Two independent PCR products were purified and sequenced directly from both strands using an ABI3730XL sequencer. The sequences obtained were used as queries in BLAST (http://www.ncbi.nlm.nih.gov/BLAST, accessed on 14 March 2021) searches to identify the most similar sequences available in the GenBank databases.

2.2. Screenings under Controlled Conditions

Two different experiments were carried out in growth chambers under controlled conditions. In the first one, a collection of 19 germplasm accessions of faba bean were evaluated for their response to powdery mildew infection. In Table S1 (Supplementary Data), the origin of all evaluated accessions are given. This set of accessions were selected for their differential responses to chocolate spot and rust [22,23]. Pea cv. Messire, which is susceptible to pea powdery mildew (E. pisi) [24], was also included to assess its response to the powdery mildew isolated from faba bean. One seed of each accession was sown in 1 L plastic pots containing a mixture of sand and peat (1:1) and grown in a growth chamber at 20 °C with a photoperiod of 14 h of visible light (150 µmol m−2 s−1 photon flux density) and 10 h of darkness until the faba bean plants had 3 fully expanded leaves.
The powdery mildew isolate used (CO-18) was collected from naturally infected plants of faba bean in the field and maintained on infected faba bean plants (accession V-404) growing in a growth chamber as described above; fresh inoculum was available two weeks after infecting the plants. For the experiment, heavily sporulating leaves were detached from these plants, and spores were blown into a settling tower, containing the accessions to be evaluated. The conidium density was around five conidia per mm2. After inoculation, the plants were transferred back to the growing chamber under the same conditions. The experiment was designed to be completely randomized with three replications consisting of a pot with a plant.
Plants were evaluated 12 days after inoculation when symptoms (sporulating mycelium of the plant growing over the surface of the leaves) were clear and extended on susceptible accessions. For evaluation, a “corrected severity” (CS) was defined, which included both the surface covered by disease symptoms and the extension of the disease all across the plant. It was calculated as follows:
CS = (S + IL)/2
CS: Corrected severity.
S: Severity (% of plant surface covered by symptoms).
IL: % of leaves with symptoms against the total number of leaves per plant.
In the second experiment, nine accessions from experiment 1 were selected, and 8 additional commercial cultivars were studied (Table S1, Supplementary Data). All of the procedures and experimental design were the same as those in the first experiment, with the only difference being that plants were inoculated when they had 6–8 fully expanded leaves.

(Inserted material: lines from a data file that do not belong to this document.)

#[cfg(test)]
mod tests {
    use super::*;
    use crate::action::ActionKind;
    use crate::evaluator::{evaluate, LeaderScope};
    use crate::metadata::{NodeInfo, NodeStatus, PlacementPath, TabletInfo as Tablet};
    use crate::policy::{PlacementPolicy, ResolvedPolicy, TablePolicy};
    use crate::topology::TopologySnapshot;
    use chrono::{Duration, Utc};
    use std::collections::BTreeMap;

    struct ViewBuilder {
        nodes: Vec<NodeInfo>,
        tablets: Vec<Tablet>,
        placement: PlacementPolicy,
        preferred: Vec<PlacementPath>,
    }

    impl ViewBuilder {
        fn new() -> Self {
            Self {
                nodes: Vec::new(),
                tablets: Vec::new(),
                placement: PlacementPolicy::default(),
                preferred: Vec::new(),
            }
        }

        fn node(mut self, id: &str, zone: &str, status: NodeStatus) -> Self {
            let mut node = NodeInfo::new(id, zone.parse().unwrap());
            node.status = status;
            self.nodes.push(node);
            self
        }

        fn zones(self, nodes: &[(&str, &str)]) -> Self {
            nodes
                .iter()
                .fold(self, |b, (id, zone)| b.node(id, zone, NodeStatus::Alive))
        }

        fn tablet(mut self, id: &str, replicas: &[&str], leader: &str) -> Self {
            let mut tablet = Tablet::new(id, "t", self.placement.replication_factor);
            for r in replicas {
                tablet.add_replica(r.to_string());
            }
            tablet.set_leader(leader.to_string());
            self.tablets.push(tablet);
            self
        }

        fn placement(mut self, spec: &str, rf: u32) -> Self {
            self.placement = PlacementPolicy::parse(spec, rf).unwrap();
            self
        }

        fn preferred(mut self, zones: &[&str]) -> Self {
            self.preferred = zones.iter().map(|z| z.parse().unwrap()).collect();
            self
        }

        fn build(self) -> ClusterView {
            let mut policies = BTreeMap::new();
            policies.insert(
                "t".to_string(),
                ResolvedPolicy::resolve(
                    "t".to_string(),
                    TablePolicy {
                        placement: self.placement,
                        preferred_zones: self.preferred.clone(),
                        leader_affinity: true,
                        system: false,
                    },
                ),
            );
            ClusterView {
                topology: TopologySnapshot::new(self.nodes, Duration::seconds(30), Utc::now()),
                tablets: self.tablets.into_iter().map(|t| (t.id.clone(), t)).collect(),
                policies,
                preferred_zones: self.preferred,
            }
        }
    }

    const THREE: &[(&str, &str)] = &[("n0", "c.r.z0"), ("n1", "c.r.z1"), ("n2", "c.r.z2")];

    fn plan_with(config: PlannerConfig, view: &ClusterView) -> Plan {
        Planner::new(config).plan(view, &evaluate(view), &BTreeSet::new())
    }

    fn plan(view: &ClusterView) -> Plan {
        plan_with(PlannerConfig::default(), view)
    }

    #[test]
    fn test_adds_missing_replica() {
        let view = ViewBuilder::new()
            .zones(THREE)
            .tablet("a", &["n0", "n1"], "n0")
            .build();
        let plan = plan(&view);
        assert_eq!(
            plan.actions[0].action,
            BalancerAction::add_replica("a".into(), "t".into(), "n2".into())
        );
        assert_eq!(plan.actions[0].step, PlanStep::ConstraintRepair);
    }

    #[test]
    fn test_replaces_dead_replica() {
        let view = ViewBuilder::new()
            .zones(&[("n0", "c.r.z0"), ("n1", "c.r.z1"), ("n3", "c.r.z2")])
            .node("n2", "c.r.z2", NodeStatus::Dead)
            .tablet("a", &["n0", "n1", "n2"], "n0")
            .build();
        let plan = plan(&view);
        assert_eq!(plan.len(), 1);
        assert_eq!(
            plan.actions[0].action,
            BalancerAction::move_replica("a".into(), "t".into(), "n2".into(), "n3".into())
        );
        assert_eq!(plan.cost, 10);
    }

    #[test]
    fn test_draining_leader_transfers_first() {
        let builder = || {
            ViewBuilder::new()
                .node("n0", "c.r.z0", NodeStatus::Draining)
                .node("n1", "c.r.z1", NodeStatus::Alive)
                .node("n2", "c.r.z2", NodeStatus::Alive)
                .node("n3", "c.r.z0", NodeStatus::Alive)
                .tablet("a", &["n0", "n1", "n2"], "n0")
                .build()
        };

        let plan = plan(&builder());
        assert_eq!(
            plan.actions[0].action,
            BalancerAction::transfer_leader("a".into(), "t".into(), Some("n0".into()), "n1".into())
        );

        let config = PlannerConfig {
            skip_leader_as_remove_victim: false,
            ..Default::default()
        };
        let plan = plan_with(config, &builder());
        assert_eq!(
            plan.actions[0].action,
            BalancerAction::move_replica("a".into(), "t".into(), "n0".into(), "n3".into())
        );
        assert_eq!(plan.cost, 11);
    }

    #[test]
    fn test_leaders_move_into_preferred_zone() {
        let view = ViewBuilder::new()
            .zones(THREE)
            .preferred(&["c.r.z1"])
            .tablet("a", &["n0", "n1", "n2"], "n0")
            .tablet("b", &["n0", "n1", "n2"], "n2")
            .build();
        let plan = plan(&view);
        let kinds: Vec<_> = plan.actions.iter().map(|a| (a.action.tablet.as_str(), a.step)).collect();
        assert_eq!(
            kinds,
            vec![("a", PlanStep::LeaderAffinity), ("b", PlanStep::LeaderAffinity)]
        );
        assert!(plan
            .actions
            .iter()
            .all(|a| a.action.destination.as_deref() == Some("n1")));
    }

    #[test]
    fn test_new_node_receives_non_leader_replicas() {
        let view = ViewBuilder::new()
            .placement("c.r.z0,c.r.z1,c.r.z2", 3)
            .zones(THREE)
            .node("n3", "c.r.z1", NodeStatus::Alive)
            .tablet("a", &["n0", "n1", "n2"], "n0")
            .tablet("b", &["n0", "n1", "n2"], "n1")
            .tablet("c", &["n0", "n1", "n2"], "n2")
            .tablet("d", &["n0", "n1", "n2"], "n0")
            .build();
        let plan = plan(&view);
        let moves: Vec<_> = plan
            .actions
            .iter()
            .filter(|a| a.step == PlanStep::ReplicaBalance)
            .map(|a| a.action.clone())
            .collect();
        assert_eq!(
            moves,
            vec![
                BalancerAction::move_replica("a".into(), "t".into(), "n1".into(), "n3".into()),
                BalancerAction::move_replica("c".into(), "t".into(), "n1".into(), "n3".into()),
            ]
        );
    }

    #[test]
    fn test_leader_balance_chains_transfers() {
        let view = ViewBuilder::new()
            .placement("c.r.z0,c.r.z1", 2)
            .zones(&[("n0", "c.r.z0"), ("n1", "c.r.z1"), ("n2", "c.r.z1")])
            .tablet("a", &["n0", "n1"], "n1")
            .tablet("b", &["n0", "n1"], "n1")
            .tablet("c", &["n0", "n2"], "n0")
            .build();
        assert!(evaluate(&view).leader_groups[&LeaderScope::Unconstrained].skewed);

        let plan = plan(&view);
        let transfers: Vec<_> = plan.actions.iter().map(|a| (a.action.clone(), a.step)).collect();
        assert_eq!(
            transfers,
            vec![
                (
                    BalancerAction::transfer_leader("a".into(), "t".into(), Some("n1".into()), "n0".into()),
                    PlanStep::LeaderBalance
                ),
                (
                    BalancerAction::transfer_leader("c".into(), "t".into(), Some("n0".into()), "n2".into()),
                    PlanStep::LeaderBalance
                ),
            ]
        );

        let mut tablets = view.tablets.clone();
        for planned in &plan.actions {
            let tablet = tablets.get_mut(&planned.action.tablet).unwrap();
            assert!(apply_to_tablet(tablet, &planned.action, &view.topology));
        }
        assert!(evaluate(&ClusterView { tablets, ..view.clone() }).is_balanced());
    }

    #[test]
    fn test_chain_longer_than_budget_waits() {
        let view = ViewBuilder::new()
            .placement("c.r.z0,c.r.z1", 2)
            .zones(&[("n0", "c.r.z0"), ("n1", "c.r.z1"), ("n2", "c.r.z1")])
            .tablet("a", &["n0", "n1"], "n1")
            .tablet("b", &["n0", "n1"], "n1")
            .tablet("c", &["n0", "n2"], "n0")
            .build();
        let config = PlannerConfig {
            max_leader_transfers: 1,
            ..Default::default()
        };
        let plan = plan_with(config, &view);
        assert!(plan.is_empty());
        assert!(plan.budget_exhausted);
    }

    #[test]
    fn test_plan_is_deterministic() {
        let view = ViewBuilder::new()
            .zones(THREE)
            .node("n3", "c.r.z0", NodeStatus::Alive)
            .tablet("a", &["n0", "n1", "n2"], "n0")
            .tablet("b", &["n0", "n1", "n2"], "n0")
            .tablet("c", &["n0", "n1"], "n0")
            .build();
        assert_eq!(plan(&view), plan(&view));
    }

    #[test]
    fn test_budget_and_exclusions() {
        let view = ViewBuilder::new()
            .zones(THREE)
            .tablet("a", &["n0"], "n0")
            .tablet("b", &["n0"], "n0")
            .build();
        let config = PlannerConfig {
            max_concurrent_moves: 1,
            ..Default::default()
        };
        let plan = plan_with(config.clone(), &view);
        assert_eq!(plan.len(), 1);
        assert_eq!(plan.actions[0].action.tablet, "a");
        assert!(plan.budget_exhausted);

        let excluded: BTreeSet<TabletId> = ["a".to_string()].into();
        let plan = Planner::new(config).plan(&view, &evaluate(&view), &excluded);
        assert_eq!(plan.actions[0].action.tablet, "b");
    }

    #[test]
    fn test_unsatisfiable_placement_emits_nothing() {
        let view = ViewBuilder::new()
            .zones(&[("n0", "c.r.z0"), ("n1", "c.r.z1")])
            .tablet("a", &["n0", "n1"], "n0")
            .build();
        let eval = evaluate(&view);
        assert_eq!(eval.unsatisfiable().count(), 1);
        assert!(plan(&view).is_empty());
    }

    #[test]
    fn test_every_action_is_safe() {
        let view = ViewBuilder::new()
            .zones(THREE)
            .node("n3", "c.r.z1", NodeStatus::Alive)
            .preferred(&["c.r.z1"])
            .tablet("a", &["n0", "n1", "n2"], "n0")
            .tablet("b", &["n0", "n1"], "n1")
            .tablet("c", &["n1", "n2", "n3", "n0"], "n2")
            .build();
        let before = evaluate(&view);
        for planned in plan(&view).actions {
            let mut tablets = view.tablets.clone();
            let tablet = tablets.get_mut(&planned.action.tablet).unwrap();
            assert!(apply_to_tablet(tablet, &planned.action, &view.topology));
            let after = evaluate(&ClusterView {
                tablets,
                ..view.clone()
            });
            let keys_before = before.constraint_keys(&planned.action.tablet);
            let keys_after = after.constraint_keys(&planned.action.tablet);
            assert!(keys_after.is_subset(&keys_before), "{}", planned.action);
            if planned.action.kind != ActionKind::RemoveReplica {
                let dest = planned.action.destination.as_ref().unwrap();
                assert!(view.topology.accepts_data(dest));
            }
        }
    }
}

2.3. Characterization of the Responses to Infection

An experiment under controlled conditions was carried out in order to characterize the different responses to infection found in the previous experiments. Five accessions were selected from the previous experiments, namely, BPL 710 and ILB 4708 (resistant), 132-1 (intermediate), and V404 and cv. Alameda (susceptible). Again, plants were grown as in the previous experiments. Inoculation in this case was performed on detached leaves as in [25]. When plants presented 3–5 fully expanded leaves, the first and second leaves (from the top) were detached and placed on a square Petri dish (15 × 15 cm) containing an agar–water medium (0.4% p/v); each Petri dish contained only the leaves from a single plant. The experiment was designed to be completely randomized with four replications (one replication being one plant growing in a pot). Inoculation was performed as in the experiments described above, and the uncovered Petri dishes were placed inside the settling tower.
For sampling, one leaflet of each leaf was randomly selected two days after inoculation, and the tip was cut out and processed for histological observations as described in [25]. In brief, two slices of the central area of each leaf were placed with the adaxial surface up on filter paper dipped in fixative (1:3, absolute ethanol/glacial acetic acid, v/v). The fixative was changed several times until the tissues were bleached; they were transferred to filter paper dipped in tap water for a minimum of 2 h and then moved again to filter paper in lactoglycerol (1:1:1, lactic acid/glycerol/water, v/v/v) for at least another 2 h. After this, the sample was carefully laid with the adaxial surface down on a cover glass on which a drop of trypan blue in lactoglycerol (0.1%, w/v) had been placed, and then it was mounted in lactoglycerol on a microscope slide. Then, at least 100 spores were counted per leaf at 20× magnification with a light microscope. Germination was recognized by the presence of at least a primary germ tube. To assess further development, 100 germinated sporelings were examined (when available), and the numbers of primary hyphae, secondary hyphae, and secondary appressoria were counted (Figure 1).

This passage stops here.